▸ ACTIVITY
Lines holding the string "rule" are the ones to copy; find them all in the data.

▸ EXTRACTED DATA
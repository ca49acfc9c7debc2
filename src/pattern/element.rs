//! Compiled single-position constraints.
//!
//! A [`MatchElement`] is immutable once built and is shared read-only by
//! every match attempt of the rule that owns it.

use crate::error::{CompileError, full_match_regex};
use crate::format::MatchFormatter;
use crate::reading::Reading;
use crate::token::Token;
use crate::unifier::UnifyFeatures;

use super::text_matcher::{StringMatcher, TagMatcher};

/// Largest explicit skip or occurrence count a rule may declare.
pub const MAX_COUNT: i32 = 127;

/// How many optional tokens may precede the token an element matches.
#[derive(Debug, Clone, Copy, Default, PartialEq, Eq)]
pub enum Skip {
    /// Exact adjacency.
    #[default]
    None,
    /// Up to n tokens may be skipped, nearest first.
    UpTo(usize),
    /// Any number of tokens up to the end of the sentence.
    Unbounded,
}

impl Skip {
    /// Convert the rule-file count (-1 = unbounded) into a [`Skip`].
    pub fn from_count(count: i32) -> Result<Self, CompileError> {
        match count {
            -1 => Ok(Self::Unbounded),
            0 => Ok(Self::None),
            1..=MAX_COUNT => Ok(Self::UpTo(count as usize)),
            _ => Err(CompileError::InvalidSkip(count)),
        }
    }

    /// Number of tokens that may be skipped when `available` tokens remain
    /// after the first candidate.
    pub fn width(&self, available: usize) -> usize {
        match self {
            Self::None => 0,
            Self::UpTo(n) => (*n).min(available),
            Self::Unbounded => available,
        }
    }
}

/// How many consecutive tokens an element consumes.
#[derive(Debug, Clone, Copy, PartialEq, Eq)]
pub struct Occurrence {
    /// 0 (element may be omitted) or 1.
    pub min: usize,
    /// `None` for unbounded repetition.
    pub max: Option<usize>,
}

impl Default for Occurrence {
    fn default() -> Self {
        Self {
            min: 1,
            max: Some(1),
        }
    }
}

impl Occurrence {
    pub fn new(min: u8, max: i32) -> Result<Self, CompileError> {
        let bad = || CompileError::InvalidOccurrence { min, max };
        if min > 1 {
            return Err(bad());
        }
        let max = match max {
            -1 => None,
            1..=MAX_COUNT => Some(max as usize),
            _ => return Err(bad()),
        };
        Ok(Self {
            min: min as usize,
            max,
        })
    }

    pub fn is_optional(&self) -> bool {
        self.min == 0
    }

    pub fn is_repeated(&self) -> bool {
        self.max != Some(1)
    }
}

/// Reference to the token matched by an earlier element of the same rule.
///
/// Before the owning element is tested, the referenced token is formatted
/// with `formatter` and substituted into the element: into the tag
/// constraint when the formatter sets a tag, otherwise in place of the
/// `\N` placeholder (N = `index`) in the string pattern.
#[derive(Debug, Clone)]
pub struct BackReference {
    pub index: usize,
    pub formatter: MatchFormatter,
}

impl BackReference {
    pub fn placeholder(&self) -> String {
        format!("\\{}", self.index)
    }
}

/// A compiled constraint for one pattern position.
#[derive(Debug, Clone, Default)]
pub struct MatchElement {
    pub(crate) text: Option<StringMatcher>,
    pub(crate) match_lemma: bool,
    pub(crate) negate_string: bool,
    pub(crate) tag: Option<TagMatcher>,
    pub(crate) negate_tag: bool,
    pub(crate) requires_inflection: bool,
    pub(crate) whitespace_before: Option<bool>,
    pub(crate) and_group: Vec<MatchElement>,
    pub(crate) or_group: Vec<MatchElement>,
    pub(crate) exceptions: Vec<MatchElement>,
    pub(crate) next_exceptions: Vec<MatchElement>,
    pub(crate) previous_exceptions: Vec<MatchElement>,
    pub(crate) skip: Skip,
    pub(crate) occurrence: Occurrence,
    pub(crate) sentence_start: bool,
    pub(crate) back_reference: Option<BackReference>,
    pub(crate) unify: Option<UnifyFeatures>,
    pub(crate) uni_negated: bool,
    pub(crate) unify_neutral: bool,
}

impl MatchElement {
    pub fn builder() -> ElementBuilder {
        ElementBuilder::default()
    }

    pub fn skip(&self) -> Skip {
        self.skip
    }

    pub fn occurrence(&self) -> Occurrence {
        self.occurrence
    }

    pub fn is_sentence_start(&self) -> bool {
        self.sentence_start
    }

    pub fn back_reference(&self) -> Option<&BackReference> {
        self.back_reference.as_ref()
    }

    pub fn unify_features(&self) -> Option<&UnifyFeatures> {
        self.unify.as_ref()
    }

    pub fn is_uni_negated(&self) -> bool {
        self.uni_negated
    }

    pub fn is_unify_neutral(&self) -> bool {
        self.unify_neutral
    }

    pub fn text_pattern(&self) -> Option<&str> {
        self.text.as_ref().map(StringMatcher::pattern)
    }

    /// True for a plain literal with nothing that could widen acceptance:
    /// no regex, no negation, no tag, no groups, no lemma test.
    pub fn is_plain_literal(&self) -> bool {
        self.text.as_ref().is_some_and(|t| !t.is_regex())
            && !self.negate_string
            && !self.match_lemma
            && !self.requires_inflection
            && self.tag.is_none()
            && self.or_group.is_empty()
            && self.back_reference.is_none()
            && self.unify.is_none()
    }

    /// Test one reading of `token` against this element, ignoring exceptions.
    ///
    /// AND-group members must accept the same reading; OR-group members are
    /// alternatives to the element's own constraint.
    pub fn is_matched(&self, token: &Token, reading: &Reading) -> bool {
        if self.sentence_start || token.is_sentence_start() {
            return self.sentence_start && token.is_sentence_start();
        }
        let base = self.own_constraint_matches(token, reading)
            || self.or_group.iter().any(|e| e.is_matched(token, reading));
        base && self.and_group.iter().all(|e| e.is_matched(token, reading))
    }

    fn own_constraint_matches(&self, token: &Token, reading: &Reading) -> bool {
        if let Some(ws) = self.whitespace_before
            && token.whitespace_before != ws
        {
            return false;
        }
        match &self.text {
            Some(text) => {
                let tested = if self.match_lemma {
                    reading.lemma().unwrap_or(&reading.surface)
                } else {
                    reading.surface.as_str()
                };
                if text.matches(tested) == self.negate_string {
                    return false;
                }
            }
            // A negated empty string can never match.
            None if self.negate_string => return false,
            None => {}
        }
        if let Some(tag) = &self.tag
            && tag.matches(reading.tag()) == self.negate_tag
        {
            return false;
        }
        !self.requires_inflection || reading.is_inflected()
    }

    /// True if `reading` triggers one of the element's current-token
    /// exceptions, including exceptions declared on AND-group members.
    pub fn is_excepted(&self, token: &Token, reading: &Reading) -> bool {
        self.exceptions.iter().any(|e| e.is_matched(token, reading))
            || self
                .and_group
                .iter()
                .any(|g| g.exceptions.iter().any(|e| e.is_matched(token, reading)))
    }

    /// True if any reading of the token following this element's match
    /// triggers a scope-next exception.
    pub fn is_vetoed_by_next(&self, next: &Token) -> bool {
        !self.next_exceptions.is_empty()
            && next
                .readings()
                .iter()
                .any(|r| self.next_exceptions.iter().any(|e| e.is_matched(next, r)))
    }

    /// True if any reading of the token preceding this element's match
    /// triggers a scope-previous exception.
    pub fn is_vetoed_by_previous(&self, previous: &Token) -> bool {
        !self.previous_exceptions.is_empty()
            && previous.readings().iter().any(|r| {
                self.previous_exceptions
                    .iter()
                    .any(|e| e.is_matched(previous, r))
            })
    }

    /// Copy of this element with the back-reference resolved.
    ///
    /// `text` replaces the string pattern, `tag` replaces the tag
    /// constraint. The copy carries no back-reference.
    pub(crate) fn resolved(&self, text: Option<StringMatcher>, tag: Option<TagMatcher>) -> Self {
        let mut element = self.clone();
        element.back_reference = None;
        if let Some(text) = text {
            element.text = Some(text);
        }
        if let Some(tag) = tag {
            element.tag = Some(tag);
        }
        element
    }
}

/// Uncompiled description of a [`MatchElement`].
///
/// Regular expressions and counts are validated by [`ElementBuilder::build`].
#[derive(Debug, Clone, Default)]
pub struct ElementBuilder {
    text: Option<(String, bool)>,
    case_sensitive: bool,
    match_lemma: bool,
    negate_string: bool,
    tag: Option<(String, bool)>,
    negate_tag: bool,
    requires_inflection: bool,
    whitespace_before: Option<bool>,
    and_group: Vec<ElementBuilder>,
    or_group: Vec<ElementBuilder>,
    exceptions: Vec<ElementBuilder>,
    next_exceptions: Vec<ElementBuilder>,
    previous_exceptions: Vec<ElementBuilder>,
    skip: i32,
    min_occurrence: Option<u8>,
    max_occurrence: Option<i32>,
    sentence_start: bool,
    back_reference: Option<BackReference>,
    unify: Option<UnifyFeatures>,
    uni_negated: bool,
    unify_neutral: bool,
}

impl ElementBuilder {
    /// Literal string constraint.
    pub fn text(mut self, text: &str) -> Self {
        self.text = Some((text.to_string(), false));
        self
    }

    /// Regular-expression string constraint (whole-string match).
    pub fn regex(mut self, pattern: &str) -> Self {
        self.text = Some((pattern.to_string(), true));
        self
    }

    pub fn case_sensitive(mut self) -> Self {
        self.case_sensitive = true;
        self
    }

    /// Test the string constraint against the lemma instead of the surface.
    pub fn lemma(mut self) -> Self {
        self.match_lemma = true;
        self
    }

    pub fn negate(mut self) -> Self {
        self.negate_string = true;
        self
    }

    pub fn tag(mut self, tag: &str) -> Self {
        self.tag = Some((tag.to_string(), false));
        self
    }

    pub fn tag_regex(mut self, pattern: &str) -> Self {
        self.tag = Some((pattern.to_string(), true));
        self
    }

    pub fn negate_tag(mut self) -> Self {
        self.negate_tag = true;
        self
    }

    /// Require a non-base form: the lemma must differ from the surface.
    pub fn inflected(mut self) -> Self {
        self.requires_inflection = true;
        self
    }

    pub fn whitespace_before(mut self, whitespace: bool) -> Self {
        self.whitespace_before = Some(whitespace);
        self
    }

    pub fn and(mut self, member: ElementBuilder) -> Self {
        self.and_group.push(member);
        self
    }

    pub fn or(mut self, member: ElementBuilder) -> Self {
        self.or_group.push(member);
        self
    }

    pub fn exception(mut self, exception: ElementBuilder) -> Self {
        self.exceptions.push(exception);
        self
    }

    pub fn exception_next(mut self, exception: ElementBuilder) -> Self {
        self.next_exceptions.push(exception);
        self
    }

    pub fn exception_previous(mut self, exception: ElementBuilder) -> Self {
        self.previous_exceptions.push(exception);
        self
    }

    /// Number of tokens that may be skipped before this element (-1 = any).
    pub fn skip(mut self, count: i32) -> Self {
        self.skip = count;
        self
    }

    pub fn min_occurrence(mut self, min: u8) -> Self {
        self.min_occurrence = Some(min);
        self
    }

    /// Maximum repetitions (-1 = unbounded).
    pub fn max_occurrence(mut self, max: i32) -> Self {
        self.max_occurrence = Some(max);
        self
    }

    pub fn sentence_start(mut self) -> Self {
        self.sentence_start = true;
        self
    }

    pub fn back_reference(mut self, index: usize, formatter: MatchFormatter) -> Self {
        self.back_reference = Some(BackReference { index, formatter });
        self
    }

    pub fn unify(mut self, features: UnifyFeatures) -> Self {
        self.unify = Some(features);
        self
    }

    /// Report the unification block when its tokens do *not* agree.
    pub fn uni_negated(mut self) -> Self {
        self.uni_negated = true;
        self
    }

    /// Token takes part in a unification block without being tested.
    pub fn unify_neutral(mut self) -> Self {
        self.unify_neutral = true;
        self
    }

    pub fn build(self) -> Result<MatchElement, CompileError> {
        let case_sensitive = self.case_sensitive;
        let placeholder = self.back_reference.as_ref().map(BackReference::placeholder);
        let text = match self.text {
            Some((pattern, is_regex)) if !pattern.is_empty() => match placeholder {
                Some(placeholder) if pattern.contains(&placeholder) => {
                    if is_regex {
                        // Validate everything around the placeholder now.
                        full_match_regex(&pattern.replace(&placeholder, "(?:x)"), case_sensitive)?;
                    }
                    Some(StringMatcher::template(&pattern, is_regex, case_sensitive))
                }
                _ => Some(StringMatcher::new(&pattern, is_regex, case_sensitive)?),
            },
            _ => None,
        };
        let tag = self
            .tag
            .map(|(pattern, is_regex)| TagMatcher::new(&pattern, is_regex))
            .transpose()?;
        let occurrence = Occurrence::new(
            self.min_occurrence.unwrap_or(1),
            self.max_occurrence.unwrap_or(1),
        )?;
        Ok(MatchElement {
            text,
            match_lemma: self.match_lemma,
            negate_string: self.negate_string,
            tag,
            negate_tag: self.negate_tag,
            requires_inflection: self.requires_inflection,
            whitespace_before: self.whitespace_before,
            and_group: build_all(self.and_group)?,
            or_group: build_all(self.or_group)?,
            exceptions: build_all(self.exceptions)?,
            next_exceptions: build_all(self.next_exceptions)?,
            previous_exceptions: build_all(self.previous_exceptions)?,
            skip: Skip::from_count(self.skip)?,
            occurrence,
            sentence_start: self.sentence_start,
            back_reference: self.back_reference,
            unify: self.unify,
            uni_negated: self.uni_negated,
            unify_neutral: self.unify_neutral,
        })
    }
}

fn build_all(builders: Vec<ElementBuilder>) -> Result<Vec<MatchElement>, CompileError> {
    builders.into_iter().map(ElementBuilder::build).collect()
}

...

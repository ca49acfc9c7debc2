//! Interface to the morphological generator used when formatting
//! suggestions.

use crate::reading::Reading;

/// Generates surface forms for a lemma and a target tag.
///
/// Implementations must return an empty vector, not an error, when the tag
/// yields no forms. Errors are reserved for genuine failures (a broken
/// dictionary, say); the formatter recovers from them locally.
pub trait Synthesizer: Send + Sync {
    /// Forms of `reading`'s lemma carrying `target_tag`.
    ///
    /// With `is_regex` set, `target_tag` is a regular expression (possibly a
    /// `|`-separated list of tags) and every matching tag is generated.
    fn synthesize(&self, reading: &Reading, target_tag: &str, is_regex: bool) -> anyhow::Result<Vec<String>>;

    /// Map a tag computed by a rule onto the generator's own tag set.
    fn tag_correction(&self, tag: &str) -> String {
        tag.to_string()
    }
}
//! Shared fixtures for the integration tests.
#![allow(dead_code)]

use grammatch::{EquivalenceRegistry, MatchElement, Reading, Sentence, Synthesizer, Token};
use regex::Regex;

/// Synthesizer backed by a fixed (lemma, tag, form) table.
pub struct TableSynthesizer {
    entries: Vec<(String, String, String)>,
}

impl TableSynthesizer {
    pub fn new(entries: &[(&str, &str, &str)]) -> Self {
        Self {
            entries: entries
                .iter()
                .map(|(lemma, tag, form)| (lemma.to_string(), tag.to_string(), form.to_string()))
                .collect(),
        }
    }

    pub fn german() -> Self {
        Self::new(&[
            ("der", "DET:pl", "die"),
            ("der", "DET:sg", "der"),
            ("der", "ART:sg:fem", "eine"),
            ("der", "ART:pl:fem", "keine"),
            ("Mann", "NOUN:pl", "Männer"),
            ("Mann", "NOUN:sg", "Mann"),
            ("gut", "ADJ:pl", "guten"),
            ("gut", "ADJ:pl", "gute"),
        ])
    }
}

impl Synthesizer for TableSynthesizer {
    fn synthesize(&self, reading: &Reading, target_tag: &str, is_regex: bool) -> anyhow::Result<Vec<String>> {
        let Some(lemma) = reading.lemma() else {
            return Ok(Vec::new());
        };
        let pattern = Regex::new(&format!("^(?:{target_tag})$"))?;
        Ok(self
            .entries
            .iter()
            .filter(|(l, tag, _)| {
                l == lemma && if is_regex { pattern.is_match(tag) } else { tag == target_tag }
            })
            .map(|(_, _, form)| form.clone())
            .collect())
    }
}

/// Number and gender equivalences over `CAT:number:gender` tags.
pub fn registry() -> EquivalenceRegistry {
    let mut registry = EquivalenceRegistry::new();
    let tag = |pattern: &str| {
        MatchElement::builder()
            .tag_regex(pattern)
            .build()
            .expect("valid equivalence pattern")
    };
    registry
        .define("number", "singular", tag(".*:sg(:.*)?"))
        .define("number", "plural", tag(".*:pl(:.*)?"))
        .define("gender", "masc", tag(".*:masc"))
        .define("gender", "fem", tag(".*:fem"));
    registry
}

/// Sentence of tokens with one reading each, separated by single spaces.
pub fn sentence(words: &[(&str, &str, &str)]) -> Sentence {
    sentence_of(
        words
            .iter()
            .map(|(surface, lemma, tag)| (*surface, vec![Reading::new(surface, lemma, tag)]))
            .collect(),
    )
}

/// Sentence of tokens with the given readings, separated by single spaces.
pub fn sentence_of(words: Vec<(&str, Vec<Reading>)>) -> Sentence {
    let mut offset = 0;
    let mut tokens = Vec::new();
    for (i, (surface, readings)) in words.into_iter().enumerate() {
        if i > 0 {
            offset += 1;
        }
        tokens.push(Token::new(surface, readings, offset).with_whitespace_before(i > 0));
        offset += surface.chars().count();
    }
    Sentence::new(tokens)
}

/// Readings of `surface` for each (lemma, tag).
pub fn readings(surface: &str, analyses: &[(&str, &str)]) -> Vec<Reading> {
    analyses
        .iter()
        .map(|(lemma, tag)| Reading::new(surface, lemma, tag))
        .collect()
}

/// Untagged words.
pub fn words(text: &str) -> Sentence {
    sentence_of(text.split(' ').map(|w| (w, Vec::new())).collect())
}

▸ EXERCISE OUTPUT
//! every match attempt of the rule that owns it.
/// Largest explicit skip or occurrence count a rule may declare.
    /// Convert the rule-file count (-1 = unbounded) into a [`Skip`].
/// Reference to the token matched by an earlier element of the same rule.
    /// Map a tag computed by a rule onto the generator's own tag set.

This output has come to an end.